◆ Try it ◆
If a line in the records below contains the word "derive", copy it.

◆ Dataset entries ◆
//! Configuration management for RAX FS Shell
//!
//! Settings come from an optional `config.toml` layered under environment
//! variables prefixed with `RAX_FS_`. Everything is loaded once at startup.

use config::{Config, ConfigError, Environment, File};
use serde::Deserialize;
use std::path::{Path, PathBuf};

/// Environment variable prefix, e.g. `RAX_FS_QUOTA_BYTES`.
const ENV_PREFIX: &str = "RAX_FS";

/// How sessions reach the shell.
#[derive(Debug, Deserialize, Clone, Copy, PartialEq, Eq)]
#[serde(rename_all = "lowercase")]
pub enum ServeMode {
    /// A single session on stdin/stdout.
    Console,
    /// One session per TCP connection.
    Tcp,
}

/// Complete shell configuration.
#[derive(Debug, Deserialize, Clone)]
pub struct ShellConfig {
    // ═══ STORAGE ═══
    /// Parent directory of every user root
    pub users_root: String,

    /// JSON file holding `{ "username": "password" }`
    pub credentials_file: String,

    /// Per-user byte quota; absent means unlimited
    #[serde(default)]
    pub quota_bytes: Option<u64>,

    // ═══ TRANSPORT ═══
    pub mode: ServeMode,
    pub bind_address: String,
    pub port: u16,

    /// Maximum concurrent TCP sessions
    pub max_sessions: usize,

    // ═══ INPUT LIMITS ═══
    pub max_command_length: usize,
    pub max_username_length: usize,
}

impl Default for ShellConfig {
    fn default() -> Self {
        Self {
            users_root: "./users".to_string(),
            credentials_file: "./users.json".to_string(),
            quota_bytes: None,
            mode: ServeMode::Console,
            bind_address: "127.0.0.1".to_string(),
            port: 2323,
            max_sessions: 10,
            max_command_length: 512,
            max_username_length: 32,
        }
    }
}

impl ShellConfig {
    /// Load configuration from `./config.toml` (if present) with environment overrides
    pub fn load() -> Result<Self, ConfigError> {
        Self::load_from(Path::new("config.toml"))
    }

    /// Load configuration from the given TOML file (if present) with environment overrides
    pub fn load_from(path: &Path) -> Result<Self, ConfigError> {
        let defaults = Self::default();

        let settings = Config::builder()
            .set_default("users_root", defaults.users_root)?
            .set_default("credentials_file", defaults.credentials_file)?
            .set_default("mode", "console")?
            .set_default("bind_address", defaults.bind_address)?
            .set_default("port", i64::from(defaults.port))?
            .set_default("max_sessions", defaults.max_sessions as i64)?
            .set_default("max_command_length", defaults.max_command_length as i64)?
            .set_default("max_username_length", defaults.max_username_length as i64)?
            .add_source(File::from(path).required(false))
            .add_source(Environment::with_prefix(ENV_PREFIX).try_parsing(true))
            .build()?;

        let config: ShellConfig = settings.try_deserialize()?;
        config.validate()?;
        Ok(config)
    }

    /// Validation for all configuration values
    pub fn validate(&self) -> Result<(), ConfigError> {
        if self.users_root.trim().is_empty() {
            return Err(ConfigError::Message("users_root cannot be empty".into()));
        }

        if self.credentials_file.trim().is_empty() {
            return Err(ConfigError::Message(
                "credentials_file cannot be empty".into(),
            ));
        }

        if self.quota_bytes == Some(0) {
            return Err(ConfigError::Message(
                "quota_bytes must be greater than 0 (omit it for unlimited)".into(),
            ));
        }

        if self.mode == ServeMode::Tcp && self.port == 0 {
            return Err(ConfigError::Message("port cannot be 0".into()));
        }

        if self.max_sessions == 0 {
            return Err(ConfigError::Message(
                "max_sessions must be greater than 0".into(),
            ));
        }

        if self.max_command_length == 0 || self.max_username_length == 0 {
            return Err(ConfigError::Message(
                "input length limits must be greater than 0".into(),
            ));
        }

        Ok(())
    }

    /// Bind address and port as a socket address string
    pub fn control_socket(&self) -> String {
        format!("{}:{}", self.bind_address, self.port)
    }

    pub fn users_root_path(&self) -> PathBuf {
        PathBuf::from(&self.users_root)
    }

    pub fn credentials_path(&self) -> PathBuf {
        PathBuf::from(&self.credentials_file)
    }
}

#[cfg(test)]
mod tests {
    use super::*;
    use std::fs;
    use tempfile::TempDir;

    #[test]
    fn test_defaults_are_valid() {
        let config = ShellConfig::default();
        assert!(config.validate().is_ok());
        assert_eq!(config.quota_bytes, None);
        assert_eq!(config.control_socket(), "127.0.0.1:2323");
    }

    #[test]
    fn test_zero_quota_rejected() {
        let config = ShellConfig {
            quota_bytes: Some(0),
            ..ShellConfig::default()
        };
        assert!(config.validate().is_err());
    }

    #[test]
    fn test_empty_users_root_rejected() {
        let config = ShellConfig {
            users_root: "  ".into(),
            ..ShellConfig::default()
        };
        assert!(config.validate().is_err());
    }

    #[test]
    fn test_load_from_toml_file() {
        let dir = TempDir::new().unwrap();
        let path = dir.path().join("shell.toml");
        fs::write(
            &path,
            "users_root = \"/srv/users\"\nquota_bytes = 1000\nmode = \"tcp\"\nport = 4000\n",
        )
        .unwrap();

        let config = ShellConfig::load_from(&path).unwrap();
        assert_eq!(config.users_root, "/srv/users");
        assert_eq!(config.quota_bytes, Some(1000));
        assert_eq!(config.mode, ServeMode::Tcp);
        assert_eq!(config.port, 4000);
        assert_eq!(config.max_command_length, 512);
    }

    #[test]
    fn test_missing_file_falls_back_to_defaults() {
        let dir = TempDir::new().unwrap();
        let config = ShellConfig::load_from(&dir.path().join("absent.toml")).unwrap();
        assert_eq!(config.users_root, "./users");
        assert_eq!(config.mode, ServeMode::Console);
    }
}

* * *

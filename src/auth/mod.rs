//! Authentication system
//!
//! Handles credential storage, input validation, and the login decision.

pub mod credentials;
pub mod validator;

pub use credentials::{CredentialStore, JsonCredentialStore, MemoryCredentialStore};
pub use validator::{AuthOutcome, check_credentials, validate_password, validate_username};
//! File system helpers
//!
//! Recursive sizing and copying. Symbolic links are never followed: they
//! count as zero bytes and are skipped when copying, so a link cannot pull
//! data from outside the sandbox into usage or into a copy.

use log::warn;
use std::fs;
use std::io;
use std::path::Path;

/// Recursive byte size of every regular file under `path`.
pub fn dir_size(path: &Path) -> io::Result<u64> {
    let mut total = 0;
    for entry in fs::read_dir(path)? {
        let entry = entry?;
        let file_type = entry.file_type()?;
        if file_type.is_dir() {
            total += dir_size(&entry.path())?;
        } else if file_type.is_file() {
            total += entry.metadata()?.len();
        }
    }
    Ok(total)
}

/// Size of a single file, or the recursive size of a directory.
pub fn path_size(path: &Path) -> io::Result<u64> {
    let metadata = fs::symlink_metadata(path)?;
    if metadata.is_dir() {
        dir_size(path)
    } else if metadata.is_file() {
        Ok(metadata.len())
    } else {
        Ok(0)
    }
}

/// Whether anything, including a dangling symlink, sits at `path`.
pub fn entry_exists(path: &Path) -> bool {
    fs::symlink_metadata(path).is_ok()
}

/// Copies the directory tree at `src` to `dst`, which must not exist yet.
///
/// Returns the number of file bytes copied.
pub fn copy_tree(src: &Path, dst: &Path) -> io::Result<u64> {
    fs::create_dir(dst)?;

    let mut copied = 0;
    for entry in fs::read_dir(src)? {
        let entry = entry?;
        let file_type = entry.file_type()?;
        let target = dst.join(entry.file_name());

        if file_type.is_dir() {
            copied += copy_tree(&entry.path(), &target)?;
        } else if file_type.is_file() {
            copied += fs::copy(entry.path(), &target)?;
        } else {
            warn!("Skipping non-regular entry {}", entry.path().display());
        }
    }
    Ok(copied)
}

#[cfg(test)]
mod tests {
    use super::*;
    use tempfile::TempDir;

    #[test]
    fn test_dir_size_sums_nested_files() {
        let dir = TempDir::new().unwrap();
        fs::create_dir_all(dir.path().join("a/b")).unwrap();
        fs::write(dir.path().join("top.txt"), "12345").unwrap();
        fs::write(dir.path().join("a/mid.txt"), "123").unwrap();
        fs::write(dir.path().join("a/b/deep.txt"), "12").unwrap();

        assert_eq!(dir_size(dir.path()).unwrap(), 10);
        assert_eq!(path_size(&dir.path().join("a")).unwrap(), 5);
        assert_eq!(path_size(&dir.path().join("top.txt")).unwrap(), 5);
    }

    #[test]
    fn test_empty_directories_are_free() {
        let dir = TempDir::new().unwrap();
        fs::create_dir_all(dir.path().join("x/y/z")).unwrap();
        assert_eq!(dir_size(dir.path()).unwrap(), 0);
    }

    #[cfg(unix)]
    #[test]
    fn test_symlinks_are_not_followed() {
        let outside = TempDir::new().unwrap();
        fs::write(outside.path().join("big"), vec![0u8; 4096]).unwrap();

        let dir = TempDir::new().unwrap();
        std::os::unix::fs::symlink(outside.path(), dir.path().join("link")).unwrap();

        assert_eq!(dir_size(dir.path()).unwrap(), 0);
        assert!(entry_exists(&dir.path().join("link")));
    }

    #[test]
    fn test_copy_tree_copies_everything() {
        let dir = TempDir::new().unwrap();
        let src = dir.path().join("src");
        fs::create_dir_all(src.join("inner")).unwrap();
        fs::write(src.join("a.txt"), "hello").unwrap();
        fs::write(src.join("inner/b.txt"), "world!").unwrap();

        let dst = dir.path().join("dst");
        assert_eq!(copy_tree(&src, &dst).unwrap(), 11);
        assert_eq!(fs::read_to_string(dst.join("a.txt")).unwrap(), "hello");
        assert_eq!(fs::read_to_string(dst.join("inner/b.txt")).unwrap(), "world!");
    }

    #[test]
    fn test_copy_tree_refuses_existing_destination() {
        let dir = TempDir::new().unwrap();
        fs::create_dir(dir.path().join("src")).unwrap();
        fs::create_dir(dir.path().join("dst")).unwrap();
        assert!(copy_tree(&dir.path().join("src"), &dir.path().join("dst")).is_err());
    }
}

◆ Answer to this exercise ◆
#[derive(Debug, Deserialize, Clone, Copy, PartialEq, Eq)]
#[derive(Debug, Deserialize, Clone)]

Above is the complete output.